TASK STATEMENT
From the records below, print exactly the lines starting at the one containing "for line in" and ending at the one containing "pub fn new_hunk_len(&self)", ends included, and nothing else.

RECORDED INFORMATION
use helpers::TestCase;
use pretty_assertions::assert_eq;

mod helpers;

const NOTE_1_0_1: &str = r#"DiffView 1.0.1
==============

Syntax highlighting in the diff views is now on by default. To turn it off,
add this to your DiffView settings:

    {
        "syntax_highlight": false
    }

 ____  _  __  __
|  _ \(_)/ _|/ _|
| | | | | |_| |_ v  V /

Questions or problems? https://github.com/CJTozer/SublimeDiffView/issues
"#;

#[test]
fn list_in_version_order() {
    let test_case = TestCase::new()
        .with_note("1.0.1", NOTE_1_0_1)
        .with_note("0.9.0", "old news\n")
        .with_note("1.0.0-rc.1", "almost\n");

    test_case
        .command()
        .args(["notes", "list"])
        .assert()
        .success()
        .stdout_eq("0.9.0\n1.0.0-rc.1\n1.0.1\n");
}

#[test]
fn list_without_notes() {
    TestCase::new()
        .command()
        .args(["notes", "list"])
        .assert()
        .success()
        .stdout_eq("");
}

#[test]
fn show_is_byte_for_byte() {
    let test_case = TestCase::new().with_note("1.0.1", NOTE_1_0_1);

    let output = test_case
        .command()
        .args(["notes", "show", "1.0.1"])
        .output()
        .unwrap();
    assert!(output.status.success());
    assert_eq!(String::from_utf8(output.stdout).unwrap(), NOTE_1_0_1);
}

#[test]
fn show_missing_version() {
    let test_case = TestCase::new();

    let assert = test_case
        .command()
        .args(["notes", "show", "9.9.9"])
        .assert()
        .failure();
    let stderr = String::from_utf8_lossy(&assert.get_output().stderr).into_owned();
    assert!(
        stderr.contains("There is no release note for version 9.9.9"),
        "{stderr}"
    );
}

#[test]
fn show_invalid_version() {
    TestCase::new()
        .command()
        .args(["notes", "show", "latest"])
        .assert()
        .failure();
}

#[test]
fn upgrade_between_versions() {
    let test_case = TestCase::new()
        .with_note("1.0.0", "first\n")
        .with_note("1.0.1", "second\n")
        .with_note("1.1.0", "third\n");

    test_case
        .command()
        .args(["notes", "upgrade", "--from", "1.0.0", "--to", "1.1.0"])
        .assert()
        .success()
        .stdout_eq("## 1.0.1\n\nsecond\n\n## 1.1.0\n\nthird\n");
}

#[test]
fn upgrade_with_nothing_to_announce() {
    let test_case = TestCase::new().with_note("1.0.0", "first\n");

    test_case
        .command()
        .args(["notes", "upgrade", "--from", "1.0.0", "--to", "1.0.3"])
        .assert()
        .success()
        .stdout_eq("");
}

#[test]
fn add_from_stdin() {
    let test_case = TestCase::new();

    test_case
        .command()
        .args(["notes", "add", "1.0.1"])
        .stdin(NOTE_1_0_1)
        .assert()
        .success();
    assert_eq!(test_case.read("messages/1.0.1.txt"), NOTE_1_0_1);
}

#[test]
fn add_existing_version() {
    let test_case = TestCase::new()
        .with_note("1.0.1", "original\n")
        .with_file("draft.txt", "replacement\n");

    test_case
        .command()
        .args(["notes", "add", "1.0.1", "--file", "draft.txt"])
        .assert()
        .failure();
    assert_eq!(test_case.read("messages/1.0.1.txt"), "original\n");
}

#[test]
fn add_dry_run() {
    let test_case = TestCase::new().with_file("draft.txt", "maybe\n");

    test_case
        .command()
        .args(["notes", "add", "2.0.0", "--file", "draft.txt", "--dry-run"])
        .assert()
        .success();
    assert!(!test_case.path().join("messages").exists());
}

#[test]
fn configured_notes_directory() {
    let test_case = TestCase::new().with_file("diffview.toml", "[notes]\ndir = \"release\"\n");
    std::fs::create_dir(test_case.path().join("release")).unwrap();
    std::fs::write(test_case.path().join("release").join("3.0.0.txt"), "three\n").unwrap();

    test_case
        .command()
        .args(["notes", "list"])
        .assert()
        .success()
        .stdout_eq("3.0.0\n");
}

#[test]
fn invalid_config() {
    TestCase::new()
        .with_file("diffview.toml", "[notes]\nfolder = \"release\"\n")
        .command()
        .args(["notes", "list"])
        .assert()
        .failure();
}
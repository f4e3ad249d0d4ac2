use std::fmt::{self, Display};

use crate::{
    file::FileDiff,
    merge::{MergeState, Originals, Side},
};

/// What a hunk does overall, judged by which kinds of lines it contains.
#[derive(Clone, Copy, Debug, Eq, Hash, PartialEq)]
pub enum HunkKind {
    /// Only adds lines
    Add,
    /// Only removes lines
    Del,
    /// Both adds and removes lines
    Mod,
}

impl HunkKind {
    const fn as_str(self) -> &'static str {
        match self {
            Self::Add => "ADD",
            Self::Del => "DEL",
            Self::Mod => "MOD",
        }
    }
}

impl Display for HunkKind {
    fn fmt(&self, f: &mut fmt::Formatter<'_>) -> fmt::Result {
        f.write_str(self.as_str())
    }
}

#[derive(Clone, Copy, Debug, Eq, Hash, PartialEq)]
pub enum RegionKind {
    /// A run of added lines, in the new file
    Add,
    /// A run of removed lines, in the old file
    Del,
}

/// A run of changed lines. Lines are 1-based and `end_line` is exclusive.
#[derive(Clone, Copy, Debug, Eq, PartialEq)]
pub struct LineRegion {
    pub kind: RegionKind,
    pub start_line: usize,
    pub end_line: usize,
}

impl LineRegion {
    #[must_use]
    pub const fn len(&self) -> usize {
        self.end_line.saturating_sub(self.start_line)
    }

    #[must_use]
    pub const fn is_empty(&self) -> bool {
        self.len() == 0
    }
}

/// The numbers from a `@@ -old_start,old_len +new_start,new_len @@` line.
#[derive(Clone, Copy, Debug, Eq, PartialEq)]
pub(crate) struct HunkHeader {
    pub(crate) old_line_start: usize,
    pub(crate) old_hunk_len: usize,
    pub(crate) new_line_start: usize,
    pub(crate) new_hunk_len: usize,
}

/// A single `@@` section of a diff.
#[derive(Clone, Debug, Eq, PartialEq)]
pub struct Hunk {
    header: HunkHeader,
    /// Whatever Git printed after the closing `@@`, usually the enclosing function
    context: String,
    lines: Vec<String>,
    add_lines: usize,
    del_lines: usize,
    kind: HunkKind,
    old_regions: Vec<LineRegion>,
    new_regions: Vec<LineRegion>,
    old_line_focus: usize,
    new_line_focus: usize,
    pub(crate) merge_state: MergeState,
    pub(crate) originals: Option<Originals>,
}

enum DiffLine {
    Add,
    Del,
    Context,
}

impl DiffLine {
    fn classify(line: &str) -> Option<Self> {
        match line.as_bytes().first() {
            Some(b'+') => Some(Self::Add),
            Some(b'-') => Some(Self::Del),
            // "\ No newline at end of file" belongs to the line before it
            Some(b'\\') => None,
            _ => Some(Self::Context),
        }
    }
}

impl Hunk {
    /// Build a hunk from its header and everything after the header's closing `@@`.
    pub(crate) fn new(header: HunkHeader, body: &str) -> Self {
        let mut lines = body
            .split('\n')
            .map(|line| line.strip_suffix('\r').unwrap_or(line));
        let context = lines.next().unwrap_or_default().trim().to_string();
        let lines: Vec<String> = lines.map(String::from).collect();

        let mut hunk = Self {
            header,
            context,
            lines,
            add_lines: 0,
            del_lines: 0,
            kind: HunkKind::Add,
            old_regions: Vec::new(),
            new_regions: Vec::new(),
            old_line_focus: header.old_line_start,
            new_line_focus: header.new_line_start,
            merge_state: MergeState::Unmerged,
            originals: None,
        };
        hunk.find_regions();
        hunk.kind = if hunk.del_lines == 0 {
            HunkKind::Add
        } else if hunk.add_lines == 0 {
            HunkKind::Del
        } else {
            HunkKind::Mod
        };
        hunk
    }

    /// Walk the body, tracking the current line on each side, to find the runs of added and
    /// removed lines and the first changed line.
    fn find_regions(&mut self) {
        let mut old_cur_line = self.header.old_line_start;
        let mut new_cur_line = self.header.new_line_start;
        let mut add_start = None;
        let mut del_start = None;
        let mut focus_found = false;

        // A trailing context line closes any region that runs to the end of the hunk
        let lines = self
            .lines
            .iter()
            .filter_map(|line| DiffLine::classify(line))
            .chain(std::iter::once(DiffLine::Context));

        for line in lines {
            if !matches!(line, DiffLine::Add) {
                if let Some(start_line) = add_start.take() {
                    self.new_regions.push(LineRegion {
                        kind: RegionKind::Add,
                        start_line,
                        end_line: new_cur_line,
                    });
                }
            }
            if !matches!(line, DiffLine::Del) {
                if let Some(start_line) = del_start.take() {
                    self.old_regions.push(LineRegion {
                        kind: RegionKind::Del,
                        start_line,
                        end_line: old_cur_line,
                    });
                }
            }

            match line {
                DiffLine::Add => {
                    self.add_lines += 1;
                    add_start.get_or_insert(new_cur_line);
                }
                DiffLine::Del => {
                    self.del_lines += 1;
                    del_start.get_or_insert(old_cur_line);
                }
                DiffLine::Context => {}
            }

            if !focus_found && !matches!(line, DiffLine::Context) {
                self.old_line_focus = old_cur_line;
                self.new_line_focus = new_cur_line;
                focus_found = true;
            }

            // Bodies can run longer than their header claims
            if !matches!(line, DiffLine::Add) {
                old_cur_line = old_cur_line.saturating_add(1);
            }
            if !matches!(line, DiffLine::Del) {
                new_cur_line = new_cur_line.saturating_add(1);
            }
        }
    }

    #[must_use]
    pub fn kind(&self) -> HunkKind {
        self.kind
    }

    #[must_use]
    pub fn old_line_start(&self) -> usize {
        self.header.old_line_start
    }

    #[must_use]
    pub fn old_hunk_len(&self) -> usize {
        self.header.old_hunk_len
    }

    #[must_use]
    pub fn new_line_start(&self) -> usize {
        self.header.new_line_start
    }

    #[must_use]
    pub fn new_hunk_len(&self) -> usize {
        self.header.new_hunk_len
    }

    #[must_use]
    pub fn context(&self) -> &str {
        &self.context
    }

    /// The body of the hunk, one entry per line, each still carrying its `+`, `-` or ` ` prefix.
    #[must_use]
    pub fn lines(&self) -> &[String] {
        &self.lines
    }

    #[must_use]
    pub fn add_lines(&self) -> usize {
        self.add_lines
    }

    #[must_use]
    pub fn del_lines(&self) -> usize {
        self.del_lines
    }

    /// Runs of removed lines, numbered in the old file.
    #[must_use]
    pub fn old_regions(&self) -> &[LineRegion] {
        &self.old_regions
    }

    /// Runs of added lines, numbered in the new file.
    #[must_use]
    pub fn new_regions(&self) -> &[LineRegion] {
        &self.new_regions
    }

    /// The first changed line in the old file, where a viewer should jump to.
    #[must_use]
    pub fn old_line_focus(&self) -> usize {
        self.old_line_focus
    }

    /// The first changed line in the new file, where a viewer should jump to.
    #[must_use]
    pub fn new_line_focus(&self) -> usize {
        self.new_line_focus
    }

    #[must_use]
    pub fn merge_state(&self) -> MergeState {
        self.merge_state
    }

    pub(crate) fn original_len(&self, side: Side) -> usize {
        match side {
            Side::Left => self.header.old_hunk_len,
            Side::Right => self.header.new_hunk_len,
        }
    }

    pub(crate) fn original_start(&self, side: Side) -> usize {
        match side {
            Side::Left => self.header.old_line_start,
            Side::Right => self.header.new_line_start,
        }
    }

    fn plus_minus(&self) -> String {
        match self.kind {
            HunkKind::Add => format!("{}+", self.add_lines),
            HunkKind::Del => format!("{}-", self.del_lines),
            HunkKind::Mod => format!("{}+/{}-", self.add_lines, self.del_lines),
        }
    }

    fn location(&self, file: &FileDiff) -> String {
        format!("{} : {}", file.filename(), self.new_line_focus)
    }

    /// A single, column-aligned line describing this hunk, for listing every change at once.
    #[must_use]
    pub fn oneline_description(&self, file: &FileDiff) -> String {
        format!(
            "{:40} {:60} {}",
            self.location(file),
            self.context,
            self.plus_minus()
        )
    }

    /// Location, context and a `+`/`-` histogram, for showing as a multi-line list item.
    #[must_use]
    pub fn description(&self, file: &FileDiff) -> [String; 3] {
        [
            self.location(file),
            self.context.clone(),
            format!(
                "{} | {}{}",
                self.add_lines + self.del_lines,
                "+".repeat(self.add_lines),
                "-".repeat(self.del_lines)
            ),
        ]
    }

    /// The old and new `file:line` locations this hunk refers to.
    #[must_use]
    pub fn filespecs(&self, file: &FileDiff) -> (String, String) {
        (
            format!("{}:{}", file.old_file(), self.old_line_focus),
            format!("{}:{}", file.new_file(), self.new_line_focus),
        )
    }
}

FINISHED EXERCISE
        for line in lines {
            if !matches!(line, DiffLine::Add) {
                if let Some(start_line) = add_start.take() {
                    self.new_regions.push(LineRegion {
                        kind: RegionKind::Add,
                        start_line,
                        end_line: new_cur_line,
                    });
                }
            }
            if !matches!(line, DiffLine::Del) {
                if let Some(start_line) = del_start.take() {
                    self.old_regions.push(LineRegion {
                        kind: RegionKind::Del,
                        start_line,
                        end_line: old_cur_line,
                    });
                }
            }

            match line {
                DiffLine::Add => {
                    self.add_lines += 1;
                    add_start.get_or_insert(new_cur_line);
                }
                DiffLine::Del => {
                    self.del_lines += 1;
                    del_start.get_or_insert(old_cur_line);
                }
                DiffLine::Context => {}
            }

            if !focus_found && !matches!(line, DiffLine::Context) {
                self.old_line_focus = old_cur_line;
                self.new_line_focus = new_cur_line;
                focus_found = true;
            }

            // Bodies can run longer than their header claims
            if !matches!(line, DiffLine::Add) {
                old_cur_line = old_cur_line.saturating_add(1);
            }
            if !matches!(line, DiffLine::Del) {
                new_cur_line = new_cur_line.saturating_add(1);
            }
        }
    }

    #[must_use]
    pub fn kind(&self) -> HunkKind {
        self.kind
    }

    #[must_use]
    pub fn old_line_start(&self) -> usize {
        self.header.old_line_start
    }

    #[must_use]
    pub fn old_hunk_len(&self) -> usize {
        self.header.old_hunk_len
    }

    #[must_use]
    pub fn new_line_start(&self) -> usize {
        self.header.new_line_start
    }

    #[must_use]
    pub fn new_hunk_len(&self) -> usize {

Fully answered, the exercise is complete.